• Exercise directions
Exactly as they stand, the data below are to be printed again.

[Collected data entries]
******************************
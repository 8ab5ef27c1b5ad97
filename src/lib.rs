//! `federated-summary` computes descriptive statistics over a dataset that is horizontally split
//! across independent data stations, without moving any row off its station.
//!
//! Each station runs node-side computations on its private [`types::DataSet`] and shares only
//! aggregates (counts, sums, extremes, unique-value counts, sums of squared deviations). A central
//! aggregator merges them in two phases:
//!
//! 1. **summary**: every station returns per-column partials, which merge into global counts,
//!    sums, extremes and the global mean
//! 2. **variance**: stations that contributed receive the global means and return
//!    `sum((x - mean)^2)`, which merges into the population standard deviation
//!
//! Every station applies its own [`policy::PolicyConfig`] (minimum row count, column allow/deny
//! lists, per-statistic switches, unique-value threshold) before anything is shared.
//!
//! ## Quick example
//!
//! ```rust
//! use federated_summary::aggregate::CentralAggregator;
//! use federated_summary::dispatch::{DispatchOptions, InProcessDispatcher};
//! use federated_summary::ingestion::ingest_csv_inferring_schema;
//! use federated_summary::local::DataStation;
//! use federated_summary::policy::PolicyConfig;
//! use federated_summary::task::SummaryTask;
//! use federated_summary::types::NodeId;
//!
//! # fn main() -> Result<(), federated_summary::SummaryError> {
//! let load = |text: &str| {
//!     let mut rdr = csv::ReaderBuilder::new().has_headers(true).from_reader(text.as_bytes());
//!     ingest_csv_inferring_schema(&mut rdr)
//! };
//! let policy = PolicyConfig { minimum_rows: 2, privacy_threshold: 1, ..PolicyConfig::default() };
//!
//! let stations = vec![
//!     DataStation::new(NodeId(1), load("age,site\n1,a\n2,a\n3,b\n")?, policy.clone()),
//!     DataStation::new(NodeId(2), load("age,site\n4,b\n5,c\n")?, policy),
//! ];
//! let aggregator = CentralAggregator::new(InProcessDispatcher::new(stations, DispatchOptions::default()));
//!
//! let task = SummaryTask::from_json(r#"{"columns": ["age", "site"]}"#)?;
//! let report = aggregator.run(&task)?;
//!
//! assert_eq!(report.numeric["age"].mean, Some(3.0));
//! assert_eq!(report.numeric["age"].std, Some(2.0f64.sqrt()));
//! assert_eq!(report.categorical["site"].count, Some(5));
//! println!("{}", report.to_json()?);
//! # Ok(())
//! # }
//! ```
//!
//! ## Modules
//!
//! - [`types`]: schema, in-memory dataset, node ids and column kinds
//! - [`ingestion`]: loading a station's CSV partition
//! - [`policy`]: node-local privacy configuration (environment keys, defaults)
//! - [`privacy`]: the guard that applies a policy to a dataset
//! - [`resolver`]: numeric vs. categorical column resolution
//! - [`local`]: node-side summary and variance computations, and the [`local::DataStation`]
//! - [`dispatch`]: fan-out of a phase to the stations, with throttling and observability
//! - [`aggregate`]: the two-phase [`aggregate::CentralAggregator`] and the final report
//! - [`task`]: the client task description and the per-phase requests
//! - [`error`]: the error type shared by every layer

pub mod aggregate;
pub mod dispatch;
pub mod error;
pub mod ingestion;
pub mod local;
pub mod policy;
pub mod privacy;
pub mod resolver;
pub mod task;
pub mod types;

pub use aggregate::{CentralAggregator, SummaryReport};
pub use error::{SummaryError, SummaryResult};
pub use policy::PolicyConfig;
pub use task::SummaryTask;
******************************
• Result for this exercise
repository 8ab5ef27c1b5ad97
filename src/lib.rs
//! `federated-summary` computes descriptive statistics over a dataset that is horizontally split
//! across independent data stations, without moving any row off its station.
//!
//! Each station runs node-side computations on its private [`types::DataSet`] and shares only
//! aggregates (counts, sums, extremes, unique-value counts, sums of squared deviations). A central
//! aggregator merges them in two phases:
//!
//! 1. **summary**: every station returns per-column partials, which merge into global counts,
//!    sums, extremes and the global mean
//! 2. **variance**: stations that contributed receive the global means and return
//!    `sum((x - mean)^2)`, which merges into the population standard deviation
//!
//! Every station applies its own [`policy::PolicyConfig`] (minimum row count, column allow/deny
//! lists, per-statistic switches, unique-value threshold) before anything is shared.
//!
//! ## Quick example
//!
//! ```rust
//! use federated_summary::aggregate::CentralAggregator;
//! use federated_summary::dispatch::{DispatchOptions, InProcessDispatcher};
//! use federated_summary::ingestion::ingest_csv_inferring_schema;
//! use federated_summary::local::DataStation;
//! use federated_summary::policy::PolicyConfig;
//! use federated_summary::task::SummaryTask;
//! use federated_summary::types::NodeId;
//!
//! # fn main() -> Result<(), federated_summary::SummaryError> {
//! let load = |text: &str| {
//!     let mut rdr = csv::ReaderBuilder::new().has_headers(true).from_reader(text.as_bytes());
//!     ingest_csv_inferring_schema(&mut rdr)
//! };
//! let policy = PolicyConfig { minimum_rows: 2, privacy_threshold: 1, ..PolicyConfig::default() };
//!
//! let stations = vec![
//!     DataStation::new(NodeId(1), load("age,site\n1,a\n2,a\n3,b\n")?, policy.clone()),
//!     DataStation::new(NodeId(2), load("age,site\n4,b\n5,c\n")?, policy),
//! ];
//! let aggregator = CentralAggregator::new(InProcessDispatcher::new(stations, DispatchOptions::default()));
//!
//! let task = SummaryTask::from_json(r#"{"columns": ["age", "site"]}"#)?;
//! let report = aggregator.run(&task)?;
//!
//! assert_eq!(report.numeric["age"].mean, Some(3.0));
//! assert_eq!(report.numeric["age"].std, Some(2.0f64.sqrt()));
//! assert_eq!(report.categorical["site"].count, Some(5));
//! println!("{}", report.to_json()?);
//! # Ok(())
//! # }
//! ```
//!
//! ## Modules
//!
//! - [`types`]: schema, in-memory dataset, node ids and column kinds
//! - [`ingestion`]: loading a station's CSV partition
//! - [`policy`]: node-local privacy configuration (environment keys, defaults)
//! - [`privacy`]: the guard that applies a policy to a dataset
//! - [`resolver`]: numeric vs. categorical column resolution
//! - [`local`]: node-side summary and variance computations, and the [`local::DataStation`]
//! - [`dispatch`]: fan-out of a phase to the stations, with throttling and observability
//! - [`aggregate`]: the two-phase [`aggregate::CentralAggregator`] and the final report
//! - [`task`]: the client task description and the per-phase requests
//! - [`error`]: the error type shared by every layer

pub mod aggregate;
pub mod dispatch;
pub mod error;
pub mod ingestion;
pub mod local;
pub mod policy;
pub mod privacy;
pub mod resolver;
pub mod task;
pub mod types;

pub use aggregate::{CentralAggregator, SummaryReport};
pub use error::{SummaryError, SummaryResult};
pub use policy::PolicyConfig;
pub use task::SummaryTask;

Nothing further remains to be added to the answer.